= Nas Campanella =

Australian journalist

Nas Campanella is an Australian journalist. She is the National Disability Affairs Reporter for the Australian Broadcasting Corporation, and frequently appears on ABC News. She lost her sight at the age of six months and has been a news reporter for ABC since 2011.

== Career ==
Campanella earned a degree in communications at the University of Technology Sydney. After University, she joined the ABC as a cadet journalist in Sydney in 2011. Her first job was as a regional reporter and newsreader in Bega, and then in 2013 she became a newsreader for Triple J. In 2020 she became the ABC's first Disability Affairs Reporter.
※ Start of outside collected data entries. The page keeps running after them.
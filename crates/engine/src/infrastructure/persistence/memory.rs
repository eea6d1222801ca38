//! In-memory record store.
//!
//! Backs tests and embedded use. Same contract as the file store, minus the
//! filesystem.

use std::collections::{BTreeMap, HashMap};

use async_trait::async_trait;
use serde_json::Value;
use tokio::sync::RwLock;

use crate::infrastructure::ports::{Partition, RecordStore, StoreError};

#[derive(Debug, Default)]
pub struct MemoryStore {
    partitions: RwLock<HashMap<Partition, BTreeMap<String, Value>>>,
}

impl MemoryStore {
    pub fn new() -> Self {
        Self::default()
    }
}

#[async_trait]
impl RecordStore for MemoryStore {
    async fn put(&self, partition: Partition, id: &str, record: Value) -> Result<(), StoreError> {
        let mut partitions = self.partitions.write().await;
        partitions
            .entry(partition)
            .or_default()
            .insert(id.to_string(), record);
        Ok(())
    }

    async fn get(&self, partition: Partition, id: &str) -> Result<Option<Value>, StoreError> {
        let partitions = self.partitions.read().await;
        Ok(partitions
            .get(&partition)
            .and_then(|records| records.get(id))
            .cloned())
    }

    async fn get_all(&self, partition: Partition) -> Result<Vec<Value>, StoreError> {
        let partitions = self.partitions.read().await;
        Ok(partitions
            .get(&partition)
            .map(|records| records.values().cloned().collect())
            .unwrap_or_default())
    }

    async fn delete(&self, partition: Partition, id: &str) -> Result<(), StoreError> {
        let mut partitions = self.partitions.write().await;
        if let Some(records) = partitions.get_mut(&partition) {
            records.remove(id);
        }
        Ok(())
    }

    async fn clear(&self, partition: Partition) -> Result<(), StoreError> {
        let mut partitions = self.partitions.write().await;
        partitions.remove(&partition);
        Ok(())
    }
}
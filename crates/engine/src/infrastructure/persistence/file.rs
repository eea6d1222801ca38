//! JSON-file-backed record store using tokio::fs for async file operations.
//!
//! One file per partition (`characters.json`, `spells.json`, ...), each a
//! JSON object keyed by record id. Whole-file rewrite per mutation: record
//! counts are small (a few hundred at most) and the surrounding action
//! layer already serializes mutations, so a single internal lock is enough.

use std::collections::BTreeMap;
use std::path::{Path, PathBuf};

use async_trait::async_trait;
use serde_json::Value;
use tokio::fs;
use tokio::io::AsyncWriteExt;
use tokio::sync::Mutex;

use crate::infrastructure::ports::{Partition, RecordStore, StoreError};

pub struct FileStore {
    dir: PathBuf,
    write_lock: Mutex<()>,
}

impl FileStore {
    /// Open a store rooted at `dir`. The directory is created on first write.
    pub fn new(dir: impl Into<PathBuf>) -> Self {
        Self {
            dir: dir.into(),
            write_lock: Mutex::new(()),
        }
    }

    fn partition_path(&self, partition: Partition) -> PathBuf {
        self.dir.join(format!("{}.json", partition.name()))
    }

    async fn load(&self, partition: Partition) -> Result<BTreeMap<String, Value>, StoreError> {
        match read_partition_file(&self.partition_path(partition)).await {
            Ok(records) => Ok(records),
            Err(err) => Err(StoreError::Backend(format!(
                "reading partition {partition}: {err:#}"
            ))),
        }
    }

    async fn save(
        &self,
        partition: Partition,
        records: &BTreeMap<String, Value>,
    ) -> Result<(), StoreError> {
        write_partition_file(&self.dir, &self.partition_path(partition), records)
            .await
            .map_err(|err| StoreError::Backend(format!("writing partition {partition}: {err:#}")))
    }
}

async fn read_partition_file(path: &Path) -> anyhow::Result<BTreeMap<String, Value>> {
    match fs::read(path).await {
        Ok(bytes) => Ok(serde_json::from_slice(&bytes)?),
        Err(err) if err.kind() == std::io::ErrorKind::NotFound => Ok(BTreeMap::new()),
        Err(err) => Err(err.into()),
    }
}

async fn write_partition_file(
    dir: &Path,
    path: &Path,
    records: &BTreeMap<String, Value>,
) -> anyhow::Result<()> {
    fs::create_dir_all(dir).await?;
    let mut file = fs::File::create(path).await?;
    file.write_all(&serde_json::to_vec_pretty(records)?).await?;
    file.flush().await?;
    Ok(())
}

#[async_trait]
impl RecordStore for FileStore {
    async fn put(&self, partition: Partition, id: &str, record: Value) -> Result<(), StoreError> {
        let _guard = self.write_lock.lock().await;
        let mut records = self.load(partition).await?;
        records.insert(id.to_string(), record);
        self.save(partition, &records).await
    }

    async fn get(&self, partition: Partition, id: &str) -> Result<Option<Value>, StoreError> {
        Ok(self.load(partition).await?.remove(id))
    }

    async fn get_all(&self, partition: Partition) -> Result<Vec<Value>, StoreError> {
        Ok(self.load(partition).await?.into_values().collect())
    }

    async fn delete(&self, partition: Partition, id: &str) -> Result<(), StoreError> {
        let _guard = self.write_lock.lock().await;
        let mut records = self.load(partition).await?;
        if records.remove(id).is_some() {
            self.save(partition, &records).await?;
        }
        Ok(())
    }

    async fn clear(&self, partition: Partition) -> Result<(), StoreError> {
        let _guard = self.write_lock.lock().await;
        self.save(partition, &BTreeMap::new()).await
    }
}

#[cfg(test)]
mod tests {
    use super::*;
    use serde_json::json;

    #[tokio::test]
    async fn round_trips_records_through_the_filesystem() {
        let dir = tempfile::tempdir().expect("tempdir");
        let store = FileStore::new(dir.path());

        store
            .put(Partition::Characters, "a", json!({"title": "Yana"}))
            .await
            .expect("put");

        let record = store.get(Partition::Characters, "a").await.expect("get");
        assert_eq!(record, Some(json!({"title": "Yana"})));
    }

    #[tokio::test]
    async fn records_survive_reopening_the_store() {
        let dir = tempfile::tempdir().expect("tempdir");
        {
            let store = FileStore::new(dir.path());
            store
                .put(Partition::Spells, "s", json!({"name": "Bola de Fogo"}))
                .await
                .expect("put");
        }

        let reopened = FileStore::new(dir.path());
        let all = reopened.get_all(Partition::Spells).await.expect("get_all");
        assert_eq!(all.len(), 1);
    }

    #[tokio::test]
    async fn missing_partition_file_reads_as_empty() {
        let dir = tempfile::tempdir().expect("tempdir");
        let store = FileStore::new(dir.path());
        assert!(store
            .get_all(Partition::Grimoires)
            .await
            .expect("get_all")
            .is_empty());
    }

    #[tokio::test]
    async fn delete_persists() {
        let dir = tempfile::tempdir().expect("tempdir");
        let store = FileStore::new(dir.path());
        store.put(Partition::Items, "a", json!(1)).await.expect("put");
        store.put(Partition::Items, "b", json!(2)).await.expect("put");
        store.delete(Partition::Items, "a").await.expect("delete");

        let reopened = FileStore::new(dir.path());
        let all = reopened.get_all(Partition::Items).await.expect("get_all");
        assert_eq!(all, vec![json!(2)]);
    }

    #[tokio::test]
    async fn corrupt_partition_file_surfaces_a_backend_error() {
        let dir = tempfile::tempdir().expect("tempdir");
        tokio::fs::write(dir.path().join("items.json"), b"not json")
            .await
            .expect("write");

        let store = FileStore::new(dir.path());
        let err = store.get_all(Partition::Items).await.expect_err("corrupt");
        assert!(matches!(err, StoreError::Backend(_)));
    }
}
Campanella holds the distinction of being the world's first blind newsreader to operate the studio herself while delivering live broadcasts. She is also a motivational speaker to students, educators, parents, and professionals, addressing a wide array of topics, such as inclusive education, and adaptive technology. She also mentors people with disabilities and mental health challenges.

== Disability ==
Campanella lost her sight at the age of six months, when blood vessels in her eyes burst, causing her retinas to detach. She also suffers from Charcot–Marie–Tooth disease, meaning she is unable to read Braille.

Because she cannot read the auto prompt on live TV, she relies on screen reading software called JAWS which scans text on the screen and plays it in her headphones, along with other audio streams such as a timer.

== Personal life ==
Nas was born in 1989, and grew up in Western Sydney in a large Australian-Italian family. After initially struggling with reading because of her disabilities, she did well at school and became dux of her high school. She is married to Thomas Oriti, also an ABC News journalist, and they have a son named Lachie.

== Awards ==
Nas won an Aspire award in 2020 and was a finalist in "Blind Australian of the Year" in 2021.She was also awarded the title "Confident Changemake of the Year" at the 2022 "Australian Network on Disability and Disability Confidence Awards.